#### What to work on:
Only lines that contain the string "strobe" should be returned from the material below.

#### Data records:
::::::

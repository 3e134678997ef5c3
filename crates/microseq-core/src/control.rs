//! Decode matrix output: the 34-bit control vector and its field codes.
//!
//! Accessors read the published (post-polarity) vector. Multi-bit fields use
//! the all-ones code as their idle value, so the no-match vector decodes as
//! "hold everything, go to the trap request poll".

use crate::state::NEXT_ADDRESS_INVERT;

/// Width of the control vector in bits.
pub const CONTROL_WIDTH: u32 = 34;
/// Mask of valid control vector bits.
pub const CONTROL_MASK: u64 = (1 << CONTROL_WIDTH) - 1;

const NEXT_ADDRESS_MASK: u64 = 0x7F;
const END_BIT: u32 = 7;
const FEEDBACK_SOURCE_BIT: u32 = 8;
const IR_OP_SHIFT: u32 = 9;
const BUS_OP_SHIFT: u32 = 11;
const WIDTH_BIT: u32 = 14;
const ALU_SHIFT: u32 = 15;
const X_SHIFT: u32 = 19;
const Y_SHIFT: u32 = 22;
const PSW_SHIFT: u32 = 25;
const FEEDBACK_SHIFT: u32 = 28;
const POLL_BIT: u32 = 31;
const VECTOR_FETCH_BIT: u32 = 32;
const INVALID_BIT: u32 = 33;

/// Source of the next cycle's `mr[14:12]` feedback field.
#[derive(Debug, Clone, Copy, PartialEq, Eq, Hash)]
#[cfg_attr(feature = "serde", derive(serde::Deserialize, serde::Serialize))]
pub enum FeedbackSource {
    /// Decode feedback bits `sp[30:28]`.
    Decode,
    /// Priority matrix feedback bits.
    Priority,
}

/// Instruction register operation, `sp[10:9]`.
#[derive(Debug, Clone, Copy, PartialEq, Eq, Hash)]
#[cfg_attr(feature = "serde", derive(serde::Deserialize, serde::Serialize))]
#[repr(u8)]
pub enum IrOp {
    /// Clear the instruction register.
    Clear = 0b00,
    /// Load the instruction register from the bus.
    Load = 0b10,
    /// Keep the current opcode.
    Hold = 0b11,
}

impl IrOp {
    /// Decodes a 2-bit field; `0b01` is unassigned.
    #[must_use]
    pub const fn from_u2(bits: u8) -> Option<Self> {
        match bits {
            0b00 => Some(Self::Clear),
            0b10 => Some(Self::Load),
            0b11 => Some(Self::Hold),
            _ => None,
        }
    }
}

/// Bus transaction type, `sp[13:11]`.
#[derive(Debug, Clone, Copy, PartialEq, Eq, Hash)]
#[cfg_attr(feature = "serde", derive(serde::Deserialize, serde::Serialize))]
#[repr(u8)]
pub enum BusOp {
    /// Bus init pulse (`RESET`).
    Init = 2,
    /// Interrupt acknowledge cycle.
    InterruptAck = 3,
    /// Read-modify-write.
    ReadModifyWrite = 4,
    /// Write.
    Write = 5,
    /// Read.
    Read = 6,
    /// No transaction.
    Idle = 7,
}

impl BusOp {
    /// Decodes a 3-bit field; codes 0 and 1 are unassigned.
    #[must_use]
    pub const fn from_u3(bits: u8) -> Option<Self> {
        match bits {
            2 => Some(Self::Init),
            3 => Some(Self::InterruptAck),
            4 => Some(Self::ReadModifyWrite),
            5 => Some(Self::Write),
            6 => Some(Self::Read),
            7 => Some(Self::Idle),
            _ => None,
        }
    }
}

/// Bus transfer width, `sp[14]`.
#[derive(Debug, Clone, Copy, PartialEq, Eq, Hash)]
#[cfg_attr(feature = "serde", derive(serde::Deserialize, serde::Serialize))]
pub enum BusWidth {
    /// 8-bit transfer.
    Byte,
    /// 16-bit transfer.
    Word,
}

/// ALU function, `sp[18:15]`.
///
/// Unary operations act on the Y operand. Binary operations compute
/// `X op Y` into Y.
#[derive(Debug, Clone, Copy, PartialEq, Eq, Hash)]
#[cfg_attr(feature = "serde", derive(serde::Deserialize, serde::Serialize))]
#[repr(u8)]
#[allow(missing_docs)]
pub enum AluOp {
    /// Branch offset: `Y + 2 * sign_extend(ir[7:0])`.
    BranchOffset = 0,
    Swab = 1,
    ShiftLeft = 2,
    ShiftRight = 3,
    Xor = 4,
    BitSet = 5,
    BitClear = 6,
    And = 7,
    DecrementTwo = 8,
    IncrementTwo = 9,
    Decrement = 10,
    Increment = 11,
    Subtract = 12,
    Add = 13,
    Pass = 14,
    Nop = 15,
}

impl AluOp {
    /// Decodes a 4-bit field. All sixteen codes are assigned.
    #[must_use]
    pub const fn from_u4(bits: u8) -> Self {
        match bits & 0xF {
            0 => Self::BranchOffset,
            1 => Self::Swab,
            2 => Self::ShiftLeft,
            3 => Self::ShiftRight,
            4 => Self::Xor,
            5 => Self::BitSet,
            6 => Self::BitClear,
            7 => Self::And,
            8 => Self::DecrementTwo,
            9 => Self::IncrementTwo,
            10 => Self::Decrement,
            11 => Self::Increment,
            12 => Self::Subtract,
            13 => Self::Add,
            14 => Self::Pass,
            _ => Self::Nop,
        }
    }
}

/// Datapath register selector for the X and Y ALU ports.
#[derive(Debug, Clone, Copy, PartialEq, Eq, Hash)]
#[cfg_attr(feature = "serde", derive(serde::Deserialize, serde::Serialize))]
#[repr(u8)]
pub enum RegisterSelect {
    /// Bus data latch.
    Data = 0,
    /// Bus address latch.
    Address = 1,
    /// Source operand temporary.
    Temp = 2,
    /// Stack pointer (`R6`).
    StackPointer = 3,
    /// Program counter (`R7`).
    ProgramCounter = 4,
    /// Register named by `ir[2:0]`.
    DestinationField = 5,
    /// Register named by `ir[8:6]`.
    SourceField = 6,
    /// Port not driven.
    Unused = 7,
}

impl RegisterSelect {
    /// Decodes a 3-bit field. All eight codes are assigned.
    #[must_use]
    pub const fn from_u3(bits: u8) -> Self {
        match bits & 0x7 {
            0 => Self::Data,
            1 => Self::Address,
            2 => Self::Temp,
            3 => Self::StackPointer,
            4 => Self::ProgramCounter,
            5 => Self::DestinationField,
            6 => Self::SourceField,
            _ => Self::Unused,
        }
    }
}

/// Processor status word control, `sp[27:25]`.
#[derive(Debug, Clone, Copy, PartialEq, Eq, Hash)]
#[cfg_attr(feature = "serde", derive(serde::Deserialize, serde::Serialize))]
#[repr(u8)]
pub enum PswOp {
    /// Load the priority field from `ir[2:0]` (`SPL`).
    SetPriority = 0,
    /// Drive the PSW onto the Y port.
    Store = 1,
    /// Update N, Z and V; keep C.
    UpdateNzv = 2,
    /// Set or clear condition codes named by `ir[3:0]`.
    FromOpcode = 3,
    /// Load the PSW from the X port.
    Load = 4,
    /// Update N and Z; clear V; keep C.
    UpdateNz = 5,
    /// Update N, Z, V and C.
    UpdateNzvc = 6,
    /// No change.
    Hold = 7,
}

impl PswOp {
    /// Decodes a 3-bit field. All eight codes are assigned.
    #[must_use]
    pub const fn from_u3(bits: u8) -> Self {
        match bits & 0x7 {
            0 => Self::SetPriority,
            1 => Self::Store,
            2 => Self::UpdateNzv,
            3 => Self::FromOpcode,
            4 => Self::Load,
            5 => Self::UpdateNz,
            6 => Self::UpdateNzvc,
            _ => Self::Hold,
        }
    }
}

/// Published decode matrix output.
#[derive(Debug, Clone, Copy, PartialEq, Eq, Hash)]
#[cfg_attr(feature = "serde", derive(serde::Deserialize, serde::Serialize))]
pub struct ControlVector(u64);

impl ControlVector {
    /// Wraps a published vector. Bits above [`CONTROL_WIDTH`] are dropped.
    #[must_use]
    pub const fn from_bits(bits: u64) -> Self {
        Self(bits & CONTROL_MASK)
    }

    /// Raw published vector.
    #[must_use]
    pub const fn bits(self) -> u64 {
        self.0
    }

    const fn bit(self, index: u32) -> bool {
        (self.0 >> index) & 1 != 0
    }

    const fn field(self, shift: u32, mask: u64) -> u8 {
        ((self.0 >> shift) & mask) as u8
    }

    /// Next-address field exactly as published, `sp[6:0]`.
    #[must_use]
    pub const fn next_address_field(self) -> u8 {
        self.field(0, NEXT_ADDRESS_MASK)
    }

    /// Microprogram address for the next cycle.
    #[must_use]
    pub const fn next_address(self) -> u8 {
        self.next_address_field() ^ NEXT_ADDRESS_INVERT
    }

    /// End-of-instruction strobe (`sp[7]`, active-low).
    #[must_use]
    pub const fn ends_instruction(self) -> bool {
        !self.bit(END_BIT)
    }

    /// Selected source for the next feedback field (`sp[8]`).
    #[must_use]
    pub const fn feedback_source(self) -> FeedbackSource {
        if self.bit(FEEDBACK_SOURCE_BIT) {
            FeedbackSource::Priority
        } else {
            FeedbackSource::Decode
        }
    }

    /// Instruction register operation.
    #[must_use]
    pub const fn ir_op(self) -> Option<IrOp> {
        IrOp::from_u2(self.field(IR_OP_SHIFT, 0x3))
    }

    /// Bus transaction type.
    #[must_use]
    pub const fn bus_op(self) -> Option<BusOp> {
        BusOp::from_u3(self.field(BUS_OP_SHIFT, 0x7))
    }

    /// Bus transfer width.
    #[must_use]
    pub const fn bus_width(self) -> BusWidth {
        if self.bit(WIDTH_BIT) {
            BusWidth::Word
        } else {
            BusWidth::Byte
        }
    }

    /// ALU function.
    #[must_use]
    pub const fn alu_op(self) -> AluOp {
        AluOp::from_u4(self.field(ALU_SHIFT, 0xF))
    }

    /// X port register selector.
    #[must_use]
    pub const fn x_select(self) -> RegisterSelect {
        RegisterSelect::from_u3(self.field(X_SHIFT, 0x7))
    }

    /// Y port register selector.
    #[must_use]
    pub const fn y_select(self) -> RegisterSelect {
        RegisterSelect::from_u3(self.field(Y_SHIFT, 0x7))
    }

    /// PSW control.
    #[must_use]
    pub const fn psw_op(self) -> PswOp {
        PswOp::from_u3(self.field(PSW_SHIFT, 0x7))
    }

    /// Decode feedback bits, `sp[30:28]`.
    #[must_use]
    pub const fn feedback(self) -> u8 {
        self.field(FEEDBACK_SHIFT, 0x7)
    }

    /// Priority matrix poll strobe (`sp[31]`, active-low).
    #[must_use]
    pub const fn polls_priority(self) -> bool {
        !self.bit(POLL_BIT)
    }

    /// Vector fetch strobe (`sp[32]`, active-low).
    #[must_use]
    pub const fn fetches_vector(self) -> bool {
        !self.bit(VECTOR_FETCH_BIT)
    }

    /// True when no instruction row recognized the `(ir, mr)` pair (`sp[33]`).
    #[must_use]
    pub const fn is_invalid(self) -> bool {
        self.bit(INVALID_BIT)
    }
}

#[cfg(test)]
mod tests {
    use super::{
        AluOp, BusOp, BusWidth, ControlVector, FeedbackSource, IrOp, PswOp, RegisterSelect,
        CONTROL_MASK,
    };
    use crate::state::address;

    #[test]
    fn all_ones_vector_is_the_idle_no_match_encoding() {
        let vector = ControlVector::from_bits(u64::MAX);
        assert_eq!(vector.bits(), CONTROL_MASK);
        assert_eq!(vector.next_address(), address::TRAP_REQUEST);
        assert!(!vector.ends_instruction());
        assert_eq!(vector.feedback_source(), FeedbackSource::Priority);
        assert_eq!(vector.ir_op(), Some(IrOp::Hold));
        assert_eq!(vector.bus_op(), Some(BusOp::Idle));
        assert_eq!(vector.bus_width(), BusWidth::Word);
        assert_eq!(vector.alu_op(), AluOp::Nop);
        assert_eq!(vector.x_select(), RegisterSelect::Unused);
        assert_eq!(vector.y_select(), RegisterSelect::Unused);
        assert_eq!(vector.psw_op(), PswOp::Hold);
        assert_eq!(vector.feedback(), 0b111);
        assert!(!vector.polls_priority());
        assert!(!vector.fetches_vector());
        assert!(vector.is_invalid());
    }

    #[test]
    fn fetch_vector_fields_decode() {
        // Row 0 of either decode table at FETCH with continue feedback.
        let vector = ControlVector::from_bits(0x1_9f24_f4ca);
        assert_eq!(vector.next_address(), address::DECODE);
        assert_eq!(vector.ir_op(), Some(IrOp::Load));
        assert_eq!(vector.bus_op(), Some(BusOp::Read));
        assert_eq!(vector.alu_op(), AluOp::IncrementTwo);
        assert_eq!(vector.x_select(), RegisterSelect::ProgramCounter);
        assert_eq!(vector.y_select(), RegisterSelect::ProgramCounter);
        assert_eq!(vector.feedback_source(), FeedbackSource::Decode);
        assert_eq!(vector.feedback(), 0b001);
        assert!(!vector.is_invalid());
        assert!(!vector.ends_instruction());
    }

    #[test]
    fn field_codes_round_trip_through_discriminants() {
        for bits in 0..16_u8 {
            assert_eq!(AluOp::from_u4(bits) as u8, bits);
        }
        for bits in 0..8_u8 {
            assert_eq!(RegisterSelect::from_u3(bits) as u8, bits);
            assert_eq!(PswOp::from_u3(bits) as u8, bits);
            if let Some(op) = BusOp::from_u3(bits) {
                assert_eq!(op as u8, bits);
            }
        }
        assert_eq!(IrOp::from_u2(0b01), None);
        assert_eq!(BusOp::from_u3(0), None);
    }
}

::::::

#### Task answer:
    /// End-of-instruction strobe (`sp[7]`, active-low).
    /// Priority matrix poll strobe (`sp[31]`, active-low).
    /// Vector fetch strobe (`sp[32]`, active-low).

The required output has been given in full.